Work order: Check every line of the material below for the string "outbound", and return the ones that have it.

Data provided:
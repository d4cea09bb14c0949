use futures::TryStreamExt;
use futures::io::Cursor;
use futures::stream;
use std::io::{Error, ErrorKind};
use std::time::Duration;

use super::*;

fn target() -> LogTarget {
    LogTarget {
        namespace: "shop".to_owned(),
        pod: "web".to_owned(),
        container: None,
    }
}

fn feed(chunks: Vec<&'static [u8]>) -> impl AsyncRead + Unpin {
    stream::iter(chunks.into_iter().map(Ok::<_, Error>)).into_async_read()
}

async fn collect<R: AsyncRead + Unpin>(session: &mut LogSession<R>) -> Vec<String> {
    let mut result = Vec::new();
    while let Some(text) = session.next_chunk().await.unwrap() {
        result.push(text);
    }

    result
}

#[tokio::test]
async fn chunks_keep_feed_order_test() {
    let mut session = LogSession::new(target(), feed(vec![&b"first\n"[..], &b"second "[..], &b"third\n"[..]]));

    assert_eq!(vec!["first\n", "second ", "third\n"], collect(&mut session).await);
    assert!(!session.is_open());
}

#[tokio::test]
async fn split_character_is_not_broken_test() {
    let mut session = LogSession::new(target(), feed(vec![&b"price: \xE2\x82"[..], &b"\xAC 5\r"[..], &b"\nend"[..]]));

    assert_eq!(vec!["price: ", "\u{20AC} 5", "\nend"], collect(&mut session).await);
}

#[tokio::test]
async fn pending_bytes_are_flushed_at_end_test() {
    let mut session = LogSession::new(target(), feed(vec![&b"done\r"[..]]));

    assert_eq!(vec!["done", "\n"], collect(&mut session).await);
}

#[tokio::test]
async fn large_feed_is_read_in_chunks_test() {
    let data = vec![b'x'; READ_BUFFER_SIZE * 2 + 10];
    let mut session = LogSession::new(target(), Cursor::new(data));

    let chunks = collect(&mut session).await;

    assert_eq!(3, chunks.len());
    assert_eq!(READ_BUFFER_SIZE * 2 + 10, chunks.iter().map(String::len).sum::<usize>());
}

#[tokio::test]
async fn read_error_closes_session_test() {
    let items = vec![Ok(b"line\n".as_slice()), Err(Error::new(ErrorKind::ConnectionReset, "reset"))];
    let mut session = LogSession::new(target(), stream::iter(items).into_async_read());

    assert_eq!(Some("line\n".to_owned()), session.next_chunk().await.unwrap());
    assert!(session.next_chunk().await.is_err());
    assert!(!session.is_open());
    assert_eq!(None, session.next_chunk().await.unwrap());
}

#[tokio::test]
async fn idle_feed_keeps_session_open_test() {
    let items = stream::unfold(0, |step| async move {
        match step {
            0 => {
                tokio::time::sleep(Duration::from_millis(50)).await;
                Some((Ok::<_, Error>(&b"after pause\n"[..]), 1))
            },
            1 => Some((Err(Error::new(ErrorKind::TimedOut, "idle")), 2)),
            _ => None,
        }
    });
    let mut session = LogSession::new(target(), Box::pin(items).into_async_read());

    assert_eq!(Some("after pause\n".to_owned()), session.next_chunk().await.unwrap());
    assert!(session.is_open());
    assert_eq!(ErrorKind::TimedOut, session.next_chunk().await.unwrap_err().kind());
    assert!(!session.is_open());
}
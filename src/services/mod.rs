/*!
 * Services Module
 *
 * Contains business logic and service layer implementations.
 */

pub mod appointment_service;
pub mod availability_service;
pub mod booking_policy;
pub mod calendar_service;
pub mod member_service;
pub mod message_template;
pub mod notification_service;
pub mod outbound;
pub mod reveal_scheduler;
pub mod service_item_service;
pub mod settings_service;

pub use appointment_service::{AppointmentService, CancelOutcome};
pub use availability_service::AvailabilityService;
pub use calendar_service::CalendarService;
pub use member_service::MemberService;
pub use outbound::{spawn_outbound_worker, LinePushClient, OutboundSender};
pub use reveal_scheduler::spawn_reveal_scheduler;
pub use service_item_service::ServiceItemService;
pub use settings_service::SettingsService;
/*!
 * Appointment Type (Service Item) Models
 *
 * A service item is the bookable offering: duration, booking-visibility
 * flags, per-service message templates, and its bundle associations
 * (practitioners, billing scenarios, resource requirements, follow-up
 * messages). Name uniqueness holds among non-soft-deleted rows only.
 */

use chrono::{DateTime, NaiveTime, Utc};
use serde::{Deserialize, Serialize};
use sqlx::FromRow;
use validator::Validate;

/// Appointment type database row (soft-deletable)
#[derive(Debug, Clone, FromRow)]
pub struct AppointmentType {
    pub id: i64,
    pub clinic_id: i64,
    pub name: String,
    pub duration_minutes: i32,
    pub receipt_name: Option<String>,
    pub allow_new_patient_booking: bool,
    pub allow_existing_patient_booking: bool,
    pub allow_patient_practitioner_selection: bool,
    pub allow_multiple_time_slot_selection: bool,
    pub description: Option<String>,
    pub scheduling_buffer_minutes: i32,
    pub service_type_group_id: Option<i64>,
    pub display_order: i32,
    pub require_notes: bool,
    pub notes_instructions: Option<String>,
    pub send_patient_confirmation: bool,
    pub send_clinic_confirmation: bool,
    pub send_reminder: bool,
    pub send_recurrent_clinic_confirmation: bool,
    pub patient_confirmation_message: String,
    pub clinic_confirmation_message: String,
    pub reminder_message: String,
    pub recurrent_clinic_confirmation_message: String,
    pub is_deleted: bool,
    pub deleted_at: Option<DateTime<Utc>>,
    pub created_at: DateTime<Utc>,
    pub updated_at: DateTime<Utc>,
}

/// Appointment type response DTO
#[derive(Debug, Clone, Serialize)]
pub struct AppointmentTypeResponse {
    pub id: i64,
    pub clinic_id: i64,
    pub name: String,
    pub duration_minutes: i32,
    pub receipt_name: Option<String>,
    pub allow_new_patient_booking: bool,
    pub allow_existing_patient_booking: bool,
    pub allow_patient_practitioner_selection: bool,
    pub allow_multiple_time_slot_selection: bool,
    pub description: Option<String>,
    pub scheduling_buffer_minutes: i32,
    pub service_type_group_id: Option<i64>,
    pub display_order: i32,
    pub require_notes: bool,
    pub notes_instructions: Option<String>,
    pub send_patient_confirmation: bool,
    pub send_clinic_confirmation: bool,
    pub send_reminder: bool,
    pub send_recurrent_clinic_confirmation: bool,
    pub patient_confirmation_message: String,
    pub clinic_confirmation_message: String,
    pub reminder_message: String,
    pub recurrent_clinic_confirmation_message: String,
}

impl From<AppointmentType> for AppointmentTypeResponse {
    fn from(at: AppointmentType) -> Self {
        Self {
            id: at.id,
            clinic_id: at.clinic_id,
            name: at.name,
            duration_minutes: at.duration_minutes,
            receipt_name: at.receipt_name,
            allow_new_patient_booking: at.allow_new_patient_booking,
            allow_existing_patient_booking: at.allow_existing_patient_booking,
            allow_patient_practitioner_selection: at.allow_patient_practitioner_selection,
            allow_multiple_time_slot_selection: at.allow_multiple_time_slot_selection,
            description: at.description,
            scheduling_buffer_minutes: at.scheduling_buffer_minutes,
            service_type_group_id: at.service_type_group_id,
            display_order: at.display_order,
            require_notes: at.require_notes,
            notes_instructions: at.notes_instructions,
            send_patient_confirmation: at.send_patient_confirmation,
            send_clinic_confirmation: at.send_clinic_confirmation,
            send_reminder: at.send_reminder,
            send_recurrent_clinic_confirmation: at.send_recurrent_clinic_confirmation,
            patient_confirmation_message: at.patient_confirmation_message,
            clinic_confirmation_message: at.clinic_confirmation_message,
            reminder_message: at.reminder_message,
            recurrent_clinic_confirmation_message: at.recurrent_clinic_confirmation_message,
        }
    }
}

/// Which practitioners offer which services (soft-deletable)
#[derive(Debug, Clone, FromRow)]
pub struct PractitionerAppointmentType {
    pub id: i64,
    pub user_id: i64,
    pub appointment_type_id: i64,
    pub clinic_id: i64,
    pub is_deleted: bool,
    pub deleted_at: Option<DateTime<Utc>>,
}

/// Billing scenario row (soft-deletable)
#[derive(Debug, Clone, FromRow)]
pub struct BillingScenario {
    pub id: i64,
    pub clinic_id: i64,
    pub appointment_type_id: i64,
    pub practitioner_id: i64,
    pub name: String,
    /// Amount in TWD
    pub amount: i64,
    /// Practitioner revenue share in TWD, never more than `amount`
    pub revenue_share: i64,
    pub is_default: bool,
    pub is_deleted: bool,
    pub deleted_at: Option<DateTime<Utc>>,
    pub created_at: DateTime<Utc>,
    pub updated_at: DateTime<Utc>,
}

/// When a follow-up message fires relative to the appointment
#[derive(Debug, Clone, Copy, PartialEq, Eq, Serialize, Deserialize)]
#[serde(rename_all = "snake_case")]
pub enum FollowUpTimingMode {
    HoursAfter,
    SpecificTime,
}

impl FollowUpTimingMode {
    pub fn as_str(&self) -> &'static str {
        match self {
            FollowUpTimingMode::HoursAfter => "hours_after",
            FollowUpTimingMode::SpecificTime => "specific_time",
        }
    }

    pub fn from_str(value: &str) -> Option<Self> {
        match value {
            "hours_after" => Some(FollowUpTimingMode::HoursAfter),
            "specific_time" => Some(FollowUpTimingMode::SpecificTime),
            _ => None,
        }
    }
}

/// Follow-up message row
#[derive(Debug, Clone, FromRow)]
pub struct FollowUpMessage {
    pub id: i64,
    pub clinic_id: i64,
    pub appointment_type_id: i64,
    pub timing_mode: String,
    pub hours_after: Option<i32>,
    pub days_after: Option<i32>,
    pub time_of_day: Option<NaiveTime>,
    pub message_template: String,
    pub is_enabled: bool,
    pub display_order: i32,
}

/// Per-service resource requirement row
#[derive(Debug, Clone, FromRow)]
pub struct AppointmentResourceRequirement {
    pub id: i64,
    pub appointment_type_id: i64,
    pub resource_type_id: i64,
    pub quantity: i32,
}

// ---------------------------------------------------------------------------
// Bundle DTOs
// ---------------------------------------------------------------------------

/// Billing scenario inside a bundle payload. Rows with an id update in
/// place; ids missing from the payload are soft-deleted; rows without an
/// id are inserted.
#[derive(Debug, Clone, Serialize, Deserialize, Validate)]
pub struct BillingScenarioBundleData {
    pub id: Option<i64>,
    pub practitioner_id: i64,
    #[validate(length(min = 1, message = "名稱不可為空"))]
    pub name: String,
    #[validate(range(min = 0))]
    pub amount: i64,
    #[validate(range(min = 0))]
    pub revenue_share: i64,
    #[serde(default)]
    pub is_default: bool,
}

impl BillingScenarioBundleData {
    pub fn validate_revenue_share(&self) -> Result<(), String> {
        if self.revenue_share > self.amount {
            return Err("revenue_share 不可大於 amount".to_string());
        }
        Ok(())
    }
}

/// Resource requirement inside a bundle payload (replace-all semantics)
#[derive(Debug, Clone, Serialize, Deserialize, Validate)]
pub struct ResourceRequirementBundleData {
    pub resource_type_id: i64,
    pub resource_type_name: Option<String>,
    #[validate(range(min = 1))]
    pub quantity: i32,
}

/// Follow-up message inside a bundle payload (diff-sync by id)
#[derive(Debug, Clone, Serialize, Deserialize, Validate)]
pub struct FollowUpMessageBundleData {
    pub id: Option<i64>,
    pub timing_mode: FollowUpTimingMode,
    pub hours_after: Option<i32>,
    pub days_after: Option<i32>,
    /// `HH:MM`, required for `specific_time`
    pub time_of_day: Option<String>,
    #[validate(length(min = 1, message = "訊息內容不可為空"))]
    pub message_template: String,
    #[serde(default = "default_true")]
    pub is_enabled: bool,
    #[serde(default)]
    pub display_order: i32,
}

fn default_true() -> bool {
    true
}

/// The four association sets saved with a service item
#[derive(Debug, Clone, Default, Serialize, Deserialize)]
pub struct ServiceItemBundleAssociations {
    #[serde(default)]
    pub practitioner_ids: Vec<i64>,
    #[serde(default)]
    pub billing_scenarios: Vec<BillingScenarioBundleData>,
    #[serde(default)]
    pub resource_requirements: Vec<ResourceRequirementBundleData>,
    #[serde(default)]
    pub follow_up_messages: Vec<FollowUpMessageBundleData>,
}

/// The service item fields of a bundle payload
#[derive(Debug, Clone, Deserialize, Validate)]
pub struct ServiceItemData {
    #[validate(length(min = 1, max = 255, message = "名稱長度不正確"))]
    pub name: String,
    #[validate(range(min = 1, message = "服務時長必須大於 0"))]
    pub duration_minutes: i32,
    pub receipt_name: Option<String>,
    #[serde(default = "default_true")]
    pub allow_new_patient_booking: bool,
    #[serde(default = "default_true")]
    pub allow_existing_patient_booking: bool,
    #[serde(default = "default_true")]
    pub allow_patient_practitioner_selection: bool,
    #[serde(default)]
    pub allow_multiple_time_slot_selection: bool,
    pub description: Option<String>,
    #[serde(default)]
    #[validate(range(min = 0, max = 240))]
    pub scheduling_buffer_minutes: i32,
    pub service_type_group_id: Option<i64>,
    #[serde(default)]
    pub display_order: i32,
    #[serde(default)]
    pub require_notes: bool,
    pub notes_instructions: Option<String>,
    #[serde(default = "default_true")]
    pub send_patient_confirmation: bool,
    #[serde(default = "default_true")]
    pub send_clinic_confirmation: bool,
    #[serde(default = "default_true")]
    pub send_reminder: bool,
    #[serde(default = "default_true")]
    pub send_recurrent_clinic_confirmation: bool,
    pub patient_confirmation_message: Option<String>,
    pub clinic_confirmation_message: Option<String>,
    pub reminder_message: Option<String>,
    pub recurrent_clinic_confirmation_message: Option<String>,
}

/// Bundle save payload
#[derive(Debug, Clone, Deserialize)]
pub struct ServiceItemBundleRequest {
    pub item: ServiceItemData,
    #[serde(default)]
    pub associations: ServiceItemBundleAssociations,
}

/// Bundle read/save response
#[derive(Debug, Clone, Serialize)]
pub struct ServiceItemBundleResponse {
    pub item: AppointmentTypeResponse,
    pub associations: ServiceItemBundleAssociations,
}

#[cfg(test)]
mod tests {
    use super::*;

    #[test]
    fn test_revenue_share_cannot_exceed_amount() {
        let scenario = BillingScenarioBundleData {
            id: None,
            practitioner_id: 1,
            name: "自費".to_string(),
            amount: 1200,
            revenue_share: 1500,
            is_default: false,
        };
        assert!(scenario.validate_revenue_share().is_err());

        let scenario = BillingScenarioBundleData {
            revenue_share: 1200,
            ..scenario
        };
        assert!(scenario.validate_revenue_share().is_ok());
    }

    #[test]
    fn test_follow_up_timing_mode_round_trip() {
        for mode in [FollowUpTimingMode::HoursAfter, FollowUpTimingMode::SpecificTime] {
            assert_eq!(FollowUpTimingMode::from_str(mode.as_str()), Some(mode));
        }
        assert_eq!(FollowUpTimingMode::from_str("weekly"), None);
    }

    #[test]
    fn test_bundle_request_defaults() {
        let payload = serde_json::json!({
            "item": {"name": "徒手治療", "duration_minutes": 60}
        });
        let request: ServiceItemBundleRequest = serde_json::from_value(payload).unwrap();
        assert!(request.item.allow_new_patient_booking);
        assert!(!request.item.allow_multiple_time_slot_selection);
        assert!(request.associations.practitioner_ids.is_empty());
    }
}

Answer for the task:
pub mod outbound;
pub use outbound::{spawn_outbound_worker, LinePushClient, OutboundSender};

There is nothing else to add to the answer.